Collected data

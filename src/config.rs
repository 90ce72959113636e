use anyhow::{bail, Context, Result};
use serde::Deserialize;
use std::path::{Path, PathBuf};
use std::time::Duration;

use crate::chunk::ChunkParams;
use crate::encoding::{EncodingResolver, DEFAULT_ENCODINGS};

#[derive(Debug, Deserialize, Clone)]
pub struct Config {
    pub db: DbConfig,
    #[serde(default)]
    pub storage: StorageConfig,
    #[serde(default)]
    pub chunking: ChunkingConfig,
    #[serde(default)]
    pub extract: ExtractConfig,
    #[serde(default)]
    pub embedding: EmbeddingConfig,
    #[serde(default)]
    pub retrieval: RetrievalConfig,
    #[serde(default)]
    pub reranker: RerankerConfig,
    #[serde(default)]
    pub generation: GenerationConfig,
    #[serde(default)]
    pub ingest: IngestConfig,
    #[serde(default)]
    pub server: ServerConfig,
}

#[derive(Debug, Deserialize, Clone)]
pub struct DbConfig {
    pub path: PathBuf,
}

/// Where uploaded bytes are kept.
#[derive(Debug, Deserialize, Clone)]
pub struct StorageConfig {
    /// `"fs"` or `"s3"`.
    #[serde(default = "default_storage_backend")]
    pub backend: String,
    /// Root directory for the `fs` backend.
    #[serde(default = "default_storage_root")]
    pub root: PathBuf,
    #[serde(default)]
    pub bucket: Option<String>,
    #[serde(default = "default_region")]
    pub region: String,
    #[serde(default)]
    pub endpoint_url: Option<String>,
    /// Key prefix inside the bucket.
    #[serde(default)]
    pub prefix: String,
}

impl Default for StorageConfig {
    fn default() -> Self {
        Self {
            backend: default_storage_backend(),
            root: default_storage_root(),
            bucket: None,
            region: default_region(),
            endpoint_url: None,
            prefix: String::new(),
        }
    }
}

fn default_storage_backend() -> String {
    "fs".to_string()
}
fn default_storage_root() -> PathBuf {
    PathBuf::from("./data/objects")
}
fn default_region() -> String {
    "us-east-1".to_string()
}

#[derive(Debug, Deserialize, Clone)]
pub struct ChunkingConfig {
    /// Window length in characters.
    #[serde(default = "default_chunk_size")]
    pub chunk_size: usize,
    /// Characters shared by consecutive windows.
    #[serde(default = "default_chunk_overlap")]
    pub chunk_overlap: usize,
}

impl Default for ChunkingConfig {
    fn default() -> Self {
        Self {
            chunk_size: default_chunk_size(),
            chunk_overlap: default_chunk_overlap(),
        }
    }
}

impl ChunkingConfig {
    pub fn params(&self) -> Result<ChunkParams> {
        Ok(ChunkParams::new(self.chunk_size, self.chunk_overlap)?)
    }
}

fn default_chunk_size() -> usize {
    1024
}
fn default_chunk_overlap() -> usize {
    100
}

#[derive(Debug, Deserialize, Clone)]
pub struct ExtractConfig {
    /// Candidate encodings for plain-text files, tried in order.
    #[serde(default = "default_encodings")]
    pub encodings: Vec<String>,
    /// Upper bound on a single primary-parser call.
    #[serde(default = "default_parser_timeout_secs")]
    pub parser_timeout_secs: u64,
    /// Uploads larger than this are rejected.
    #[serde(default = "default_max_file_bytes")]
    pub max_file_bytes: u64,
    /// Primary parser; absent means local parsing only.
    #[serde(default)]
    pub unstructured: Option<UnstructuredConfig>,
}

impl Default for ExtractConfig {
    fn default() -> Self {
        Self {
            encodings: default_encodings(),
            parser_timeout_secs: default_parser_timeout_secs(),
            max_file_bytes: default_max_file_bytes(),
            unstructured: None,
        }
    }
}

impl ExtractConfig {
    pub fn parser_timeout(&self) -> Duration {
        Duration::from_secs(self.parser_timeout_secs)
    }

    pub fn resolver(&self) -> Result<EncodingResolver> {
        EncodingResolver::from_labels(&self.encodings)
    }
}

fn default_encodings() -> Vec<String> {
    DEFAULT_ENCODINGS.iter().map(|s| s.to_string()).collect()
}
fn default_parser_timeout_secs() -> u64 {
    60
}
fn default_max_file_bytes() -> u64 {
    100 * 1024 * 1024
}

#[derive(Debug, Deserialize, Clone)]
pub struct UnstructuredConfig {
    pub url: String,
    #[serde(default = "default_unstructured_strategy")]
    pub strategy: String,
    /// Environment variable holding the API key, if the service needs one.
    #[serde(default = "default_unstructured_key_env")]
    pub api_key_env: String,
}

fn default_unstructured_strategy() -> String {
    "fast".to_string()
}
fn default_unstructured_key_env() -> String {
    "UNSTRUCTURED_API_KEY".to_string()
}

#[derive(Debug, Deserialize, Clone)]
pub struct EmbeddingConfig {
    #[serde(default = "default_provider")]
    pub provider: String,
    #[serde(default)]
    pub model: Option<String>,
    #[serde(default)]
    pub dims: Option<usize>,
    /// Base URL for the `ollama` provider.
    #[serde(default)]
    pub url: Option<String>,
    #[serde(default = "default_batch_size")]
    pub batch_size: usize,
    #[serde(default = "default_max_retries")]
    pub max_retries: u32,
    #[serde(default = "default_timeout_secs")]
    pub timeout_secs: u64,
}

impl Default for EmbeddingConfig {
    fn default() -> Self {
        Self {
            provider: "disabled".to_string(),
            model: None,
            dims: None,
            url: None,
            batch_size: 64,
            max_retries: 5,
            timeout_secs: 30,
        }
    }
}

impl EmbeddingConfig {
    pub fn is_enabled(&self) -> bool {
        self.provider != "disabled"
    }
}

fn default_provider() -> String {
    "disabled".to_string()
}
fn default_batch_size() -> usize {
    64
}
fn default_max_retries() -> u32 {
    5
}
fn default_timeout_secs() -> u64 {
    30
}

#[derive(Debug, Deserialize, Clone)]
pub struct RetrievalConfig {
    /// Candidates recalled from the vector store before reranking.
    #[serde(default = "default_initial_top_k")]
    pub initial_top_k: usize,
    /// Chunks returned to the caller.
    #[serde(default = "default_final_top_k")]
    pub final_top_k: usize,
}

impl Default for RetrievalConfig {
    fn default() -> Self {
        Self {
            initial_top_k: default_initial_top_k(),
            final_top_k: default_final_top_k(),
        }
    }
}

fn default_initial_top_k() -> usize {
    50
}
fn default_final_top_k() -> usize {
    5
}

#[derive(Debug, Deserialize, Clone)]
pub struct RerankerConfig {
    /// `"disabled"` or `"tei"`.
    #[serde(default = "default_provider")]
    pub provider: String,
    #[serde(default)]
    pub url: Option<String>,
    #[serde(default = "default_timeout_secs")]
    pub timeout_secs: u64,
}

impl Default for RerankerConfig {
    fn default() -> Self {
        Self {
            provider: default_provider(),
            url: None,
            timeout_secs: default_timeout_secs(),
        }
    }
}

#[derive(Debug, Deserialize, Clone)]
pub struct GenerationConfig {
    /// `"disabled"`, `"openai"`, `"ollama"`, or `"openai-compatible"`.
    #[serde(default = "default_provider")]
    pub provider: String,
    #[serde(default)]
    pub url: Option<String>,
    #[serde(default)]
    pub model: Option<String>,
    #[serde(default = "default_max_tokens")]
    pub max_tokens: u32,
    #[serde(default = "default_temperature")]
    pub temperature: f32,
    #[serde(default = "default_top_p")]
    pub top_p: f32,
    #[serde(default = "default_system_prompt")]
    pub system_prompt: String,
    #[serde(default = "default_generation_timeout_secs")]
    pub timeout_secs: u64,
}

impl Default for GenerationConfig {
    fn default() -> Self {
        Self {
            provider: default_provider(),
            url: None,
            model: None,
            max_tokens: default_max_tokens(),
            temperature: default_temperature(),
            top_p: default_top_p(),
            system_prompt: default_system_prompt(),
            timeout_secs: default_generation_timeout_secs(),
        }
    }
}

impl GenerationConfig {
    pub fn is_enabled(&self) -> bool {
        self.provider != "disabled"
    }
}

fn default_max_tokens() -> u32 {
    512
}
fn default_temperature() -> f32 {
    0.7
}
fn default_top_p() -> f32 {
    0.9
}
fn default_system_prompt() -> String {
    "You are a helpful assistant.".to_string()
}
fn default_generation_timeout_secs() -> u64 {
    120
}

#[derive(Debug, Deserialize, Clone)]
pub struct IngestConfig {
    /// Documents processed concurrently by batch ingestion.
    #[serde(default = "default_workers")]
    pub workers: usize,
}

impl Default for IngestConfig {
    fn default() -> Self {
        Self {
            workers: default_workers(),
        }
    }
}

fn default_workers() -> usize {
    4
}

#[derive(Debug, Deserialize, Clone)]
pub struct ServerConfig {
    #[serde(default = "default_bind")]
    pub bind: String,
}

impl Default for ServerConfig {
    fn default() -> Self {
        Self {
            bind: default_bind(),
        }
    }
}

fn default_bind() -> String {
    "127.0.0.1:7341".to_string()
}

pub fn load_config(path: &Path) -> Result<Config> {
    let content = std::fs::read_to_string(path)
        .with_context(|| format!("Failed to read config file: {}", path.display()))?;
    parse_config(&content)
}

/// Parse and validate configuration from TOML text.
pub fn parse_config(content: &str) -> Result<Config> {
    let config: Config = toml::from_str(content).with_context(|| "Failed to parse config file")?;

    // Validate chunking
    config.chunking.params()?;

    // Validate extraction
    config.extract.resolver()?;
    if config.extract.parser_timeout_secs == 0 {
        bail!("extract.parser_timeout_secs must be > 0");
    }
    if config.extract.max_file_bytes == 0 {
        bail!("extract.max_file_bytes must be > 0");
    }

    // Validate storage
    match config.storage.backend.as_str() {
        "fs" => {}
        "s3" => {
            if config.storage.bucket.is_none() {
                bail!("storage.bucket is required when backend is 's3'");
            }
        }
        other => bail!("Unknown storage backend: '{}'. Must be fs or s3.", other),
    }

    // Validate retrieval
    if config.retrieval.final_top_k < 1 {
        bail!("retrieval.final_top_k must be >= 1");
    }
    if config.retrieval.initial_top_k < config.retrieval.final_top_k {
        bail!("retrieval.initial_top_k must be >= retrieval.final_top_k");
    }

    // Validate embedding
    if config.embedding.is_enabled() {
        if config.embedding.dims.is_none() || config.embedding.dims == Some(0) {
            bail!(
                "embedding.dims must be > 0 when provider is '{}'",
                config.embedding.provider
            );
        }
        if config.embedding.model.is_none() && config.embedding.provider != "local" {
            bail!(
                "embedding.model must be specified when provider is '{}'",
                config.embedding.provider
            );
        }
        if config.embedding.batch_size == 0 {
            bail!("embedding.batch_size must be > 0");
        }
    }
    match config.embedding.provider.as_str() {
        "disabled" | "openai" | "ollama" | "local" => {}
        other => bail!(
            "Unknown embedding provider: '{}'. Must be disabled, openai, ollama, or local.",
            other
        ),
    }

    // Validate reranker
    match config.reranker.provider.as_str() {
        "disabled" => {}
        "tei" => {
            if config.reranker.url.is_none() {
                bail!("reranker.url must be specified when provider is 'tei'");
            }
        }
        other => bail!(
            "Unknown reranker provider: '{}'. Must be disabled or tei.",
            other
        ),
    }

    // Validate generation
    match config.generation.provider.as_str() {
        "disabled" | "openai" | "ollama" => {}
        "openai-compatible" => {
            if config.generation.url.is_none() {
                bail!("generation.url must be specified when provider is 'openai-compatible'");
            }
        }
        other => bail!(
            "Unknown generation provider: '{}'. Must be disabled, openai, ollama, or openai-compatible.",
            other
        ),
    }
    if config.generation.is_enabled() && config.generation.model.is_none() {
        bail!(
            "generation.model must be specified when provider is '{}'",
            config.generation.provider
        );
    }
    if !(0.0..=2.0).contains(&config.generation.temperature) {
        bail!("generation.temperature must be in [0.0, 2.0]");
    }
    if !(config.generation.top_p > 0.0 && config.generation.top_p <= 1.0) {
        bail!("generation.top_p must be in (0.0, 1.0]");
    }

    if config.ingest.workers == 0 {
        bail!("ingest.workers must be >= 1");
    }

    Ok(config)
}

## WORK INSTRUCTION
Every line above that carries the string "model" should be copied.

## TASK RESULT
    pub model: Option<String>,
            model: None,
    pub model: Option<String>,
            model: None,
        if config.embedding.model.is_none() && config.embedding.provider != "local" {
                "embedding.model must be specified when provider is '{}'",
    if config.generation.is_enabled() && config.generation.model.is_none() {
            "generation.model must be specified when provider is '{}'",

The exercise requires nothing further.